ノーマンの裏切りがなければ知らずにいたであろうこと。いまシエラの隣で寄り添っているのは、もちろんノーマンではない。それは竜人が長命だからこそ。竜人と短命の人間が結ばれても、残されるのは竜人だ。先に死んでいて、残された竜人に「自分を思って再婚しないでくれ」と言えるはずがない。そんなことを言えば種別差別で魂が穢れる。
「シエラは竜人だ。当然っちゃあ当然だな」
スワットが納得したように頷く。
「そうね。この先長い人生をノーマンだけ想って生きてくれなんて言えないわ」
「それもそうだ。先に裏切ったのはノーマンだ。遅かれ早かれこうなっていただろう」
スワットの妻、彼女はノーマンのことを怒っている。怒っているというより暴走しかけていた。
「女神に誑かされて私たちを裏切っただとー!!! それにシエラまで裏切っただって! なにい、ダイバとエミリアにプロポーズの協力を頼んだその足で女神の尻についていったというのか!!! 見つけ出して八つ裂きにしてやる!!! ええい、邪魔するなぁぁぁ!」
「アカエラ、外は冬だ」
「……仕方がないわね」
スワットのひと言で暴走は止まった。アカエラは寒さに弱い、だから暴走は止まった。息子たちはそう思っている。ただ、息子たちに気付かれていないがアカエラは寒さに弱くない。弱いのはスワットの方だ。しかし、アカエラはスワットを立てて『自分が弱い』と思わせている。惚れた弱み、というものだ。
「それにしても……胎の中にノーマンがいるのか?」
ノーマンの従弟シューマンがシエラの下腹部に目を向ける。まだ目立たないから実感はないのだろう。
「ええ。すでに『エルフの祝福』は受けました」
「ついでにまた女神が現れてホイホイついていかれると迷惑なんで、鑑定不可のブレスレットもつけてもらった」
「そこまで……バカか」
「ええ、バカです」
シエラの一貫とした厳しさに苦笑しかでてこない。一度女神の手にかかっている以上、その危険性は言わずもがな。

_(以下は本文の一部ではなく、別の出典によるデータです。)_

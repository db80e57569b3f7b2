// SPDX-License-Identifier: Apache-2.0

//! Server-side request forgery through URL concatenation (CWE-918).
//!
//! WARNING: intentionally vulnerable. The `target` form field is pasted into
//! the host portion of an outbound URL without validation, allow-listing, or
//! canonicalization. `target=169.254.169.254` reaches
//! `https://169.254.169.254.example.com/data/`, and `target=internal:8080/#`
//! drops the suffix entirely. The outbound client has no timeout.
//!
//! [`region_url`] is the safe pattern: the server picks the host and the
//! user only selects between fixed values. [`safe_partial_target_url`] is
//! the safe counterpart of the path variant: only alphanumeric ids are
//! fetched.

use std::sync::Arc;

use async_trait::async_trait;
use axum::Json;
use axum::body::Bytes;
use axum::extract::{RawQuery, State};
use axum::http::{HeaderMap, Method, StatusCode};
use serde::{Deserialize, Serialize};

use crate::params::{LenientQuery, form_value};

/// `target` parameter of the host-variant handlers. A missing field reads as empty.
#[derive(Debug, Default, Deserialize)]
pub struct TargetForm {
    /// Attacker-controlled host fragment.
    #[serde(default)]
    pub target: String,
}

/// Query string for the partial forgery handler.
#[derive(Debug, Default, Deserialize)]
pub struct UserIdQuery {
    /// Attacker-controlled path segment.
    #[serde(default)]
    pub user_id: String,
}

/// JSON body returned by the demo-host forgery routes.
#[derive(Debug, Serialize, Deserialize)]
pub struct FetchedData {
    /// Upstream body text (empty when the fetch failed).
    pub data: String,
}

/// Outbound URL for a target fragment: `https://{target}.example.com/data/`.
#[must_use]
pub fn target_url(target: &str) -> String {
    format!("https://{target}.example.com/data/")
}

/// Outbound URL with a user-controlled path component.
#[must_use]
pub fn partial_target_url(user_id: &str) -> String {
    format!("https://api.example.com/user_info/{user_id}")
}

/// Path-variant URL, only for ids made of letters and digits.
///
/// Anything else (including the empty id) yields `None` and must not be
/// fetched.
#[must_use]
pub fn safe_partial_target_url(user_id: &str) -> Option<String> {
    let alphanumeric = !user_id.is_empty() && user_id.chars().all(char::is_alphanumeric);
    alphanumeric.then(|| partial_target_url(user_id))
}

/// Maps the request value onto a server-owned subdomain.
#[must_use]
pub fn region_subdomain(target: &str) -> &'static str {
    if target == "EU" { "europe" } else { "world" }
}

/// Outbound URL whose host is chosen by the server.
#[must_use]
pub fn region_url(target: &str) -> String {
    format!("https://{}.example.com/data/", region_subdomain(target))
}

/// Issues outbound GET requests.
#[async_trait]
pub trait Upstream: Send + Sync {
    /// Sends a GET to `url`.
    async fn get(&self, url: &str) -> Result<reqwest::Response, reqwest::Error>;
}

#[async_trait]
impl Upstream for reqwest::Client {
    async fn get(&self, url: &str) -> Result<reqwest::Response, reqwest::Error> {
        reqwest::Client::get(self, url).send().await
    }
}

/// Downstream consumer of the forwarded response.
#[async_trait]
pub trait ResponseSink: Send + Sync {
    /// Receives the upstream response, or `None` if the transport failed.
    async fn consume(&self, response: Option<reqwest::Response>);
}

/// Sink that drops the response after noting its status.
#[derive(Debug, Default, Clone, Copy)]
pub struct DiscardSink;

#[async_trait]
impl ResponseSink for DiscardSink {
    async fn consume(&self, response: Option<reqwest::Response>) {
        if let Some(response) = response {
            tracing::debug!(status = %response.status(), url = %response.url(), "discarding forwarded response");
        }
    }
}

/// Shared state for the forwarding handlers.
#[derive(Clone)]
pub struct ForwardingState {
    upstream: Arc<dyn Upstream>,
    sink: Arc<dyn ResponseSink>,
}

impl ForwardingState {
    /// Creates state from an upstream client and a response sink.
    pub fn new(upstream: Arc<dyn Upstream>, sink: Arc<dyn ResponseSink>) -> Self {
        Self { upstream, sink }
    }
}

impl Default for ForwardingState {
    /// A plain `reqwest::Client` (no timeout, default redirects) and a [`DiscardSink`].
    fn default() -> Self {
        Self::new(Arc::new(reqwest::Client::new()), Arc::new(DiscardSink))
    }
}

/// Fetches the URL built from `target` and hands the result to `sink`.
///
/// Transport failures are not handled; the sink still runs, with `None`.
pub async fn forward(upstream: &dyn Upstream, sink: &dyn ResponseSink, target: &str) {
    let response = match upstream.get(&target_url(target)).await {
        Ok(response) => Some(response),
        Err(_err) => {
            // error handling
            None
        }
    };

    sink.consume(response).await;
}

/// `GET|POST /forward`: reads `target` from the form body or the query string.
///
/// The first `target` wins, body before query. The request is never rejected.
pub async fn handler(
    State(state): State<ForwardingState>,
    method: Method,
    headers: HeaderMap,
    RawQuery(query): RawQuery,
    body: Bytes,
) -> StatusCode {
    let target = form_value(&method, &headers, &body, query.as_deref(), "target");
    forward(state.upstream.as_ref(), state.sink.as_ref(), &target).await;
    StatusCode::OK
}

async fn fetch_text(upstream: &dyn Upstream, url: &str) -> String {
    match upstream.get(url).await {
        Ok(response) => response.text().await.unwrap_or_default(),
        Err(_) => String::new(),
    }
}

/// `GET /vulnerabilities/full_ssrf`: the user controls the host.
pub async fn full_ssrf(
    State(state): State<ForwardingState>,
    LenientQuery(query): LenientQuery<TargetForm>,
) -> Json<FetchedData> {
    let data = fetch_text(state.upstream.as_ref(), &target_url(&query.target)).await;
    Json(FetchedData { data })
}

/// `GET /vulnerabilities/partial_ssrf`: the user controls the path.
pub async fn partial_ssrf(
    State(state): State<ForwardingState>,
    LenientQuery(query): LenientQuery<UserIdQuery>,
) -> Json<FetchedData> {
    let data = fetch_text(state.upstream.as_ref(), &partial_target_url(&query.user_id)).await;
    Json(FetchedData { data })
}

/// `GET /vulnerabilities/safe_partial_ssrf`: non-alphanumeric ids are not fetched.
pub async fn safe_partial_ssrf(
    State(state): State<ForwardingState>,
    LenientQuery(query): LenientQuery<UserIdQuery>,
) -> Json<FetchedData> {
    let data = match safe_partial_target_url(&query.user_id) {
        Some(url) => fetch_text(state.upstream.as_ref(), &url).await,
        None => String::new(),
    };
    Json(FetchedData { data })
}

/// `GET /vulnerabilities/safe_ssrf`: the server picks the host.
pub async fn safe_ssrf(
    State(state): State<ForwardingState>,
    LenientQuery(query): LenientQuery<TargetForm>,
) -> Json<FetchedData> {
    let data = fetch_text(state.upstream.as_ref(), &region_url(&query.target)).await;
    Json(FetchedData { data })
}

「で、いいのか? こんなバカが息子として生まれてくるんだぜ」
「かまわない。いいじゃないか、アイツは息子で俺はシエラの夫。これからも俺には敵わないのさ」
シューマンの言葉にふと引っかかったため、そばにいたダイバに確認する。
「ねえねえ、ダイバ。ノーマンはハーフになる?」
「まあ、そうなるか? オヤジ、どうなるんだ?」
「人間の魂に竜人の魔力が混じるだけでハーフではない。数十年程度長生きできるかもしれんが」
「魂がリセットされてないから、使い古しのままならノーマンとして使った年月が差し引かれて短くなるよね」
「そこに竜人の分が加わるから、ちょうど差し引きゼロになるか」
シエラに想いを残して生まれ変わるノーマンだから、シエラに対する記憶が戻るのではないか? それこそ生まれ変わってシエラにプロポーズの続きを……新婚生活を始めようとか。そんなことを考えていたとしたら……
「マジでキモいんだけど」
「大丈夫、大丈夫。成人までの間に弟妹をたくさんつくって、入り込む余地を叩き潰しておくから」
「ふふふ。その分稼いで養ってくださいね、シーズル」
ノーマンが誕生と同時に地獄に叩き落とす算段はつけられた。
「ノーマンも、恋のライバルと約束してたんだぜ。『人間の自分の方が先に死ぬから、そのあとのシエラを頼む』って」
「その二人の子供として生まれて、ラブラブのイチャイチャを一番身近で見せつけられるのって……究極の嫌がらせだよね」
「……ああ」
「ねえ、ダイバ」
声をひそめてダイバに呼びかける。
「なんだ?」
「もしかして、その嫌がらせのためだけにわざと魂を回復させて妊娠したとか言わないよね。でも、それだったらあのときノーマンが言った『俺をうんでくれ』に対しての即答とか……納得できちゃうんだけど」
「そういえば、シーズルも大人しかったよな」
「もしかして…………共犯?」
新生ノーマンが旧ノーマンだった頃の記憶を思い出さないことを祈ろう。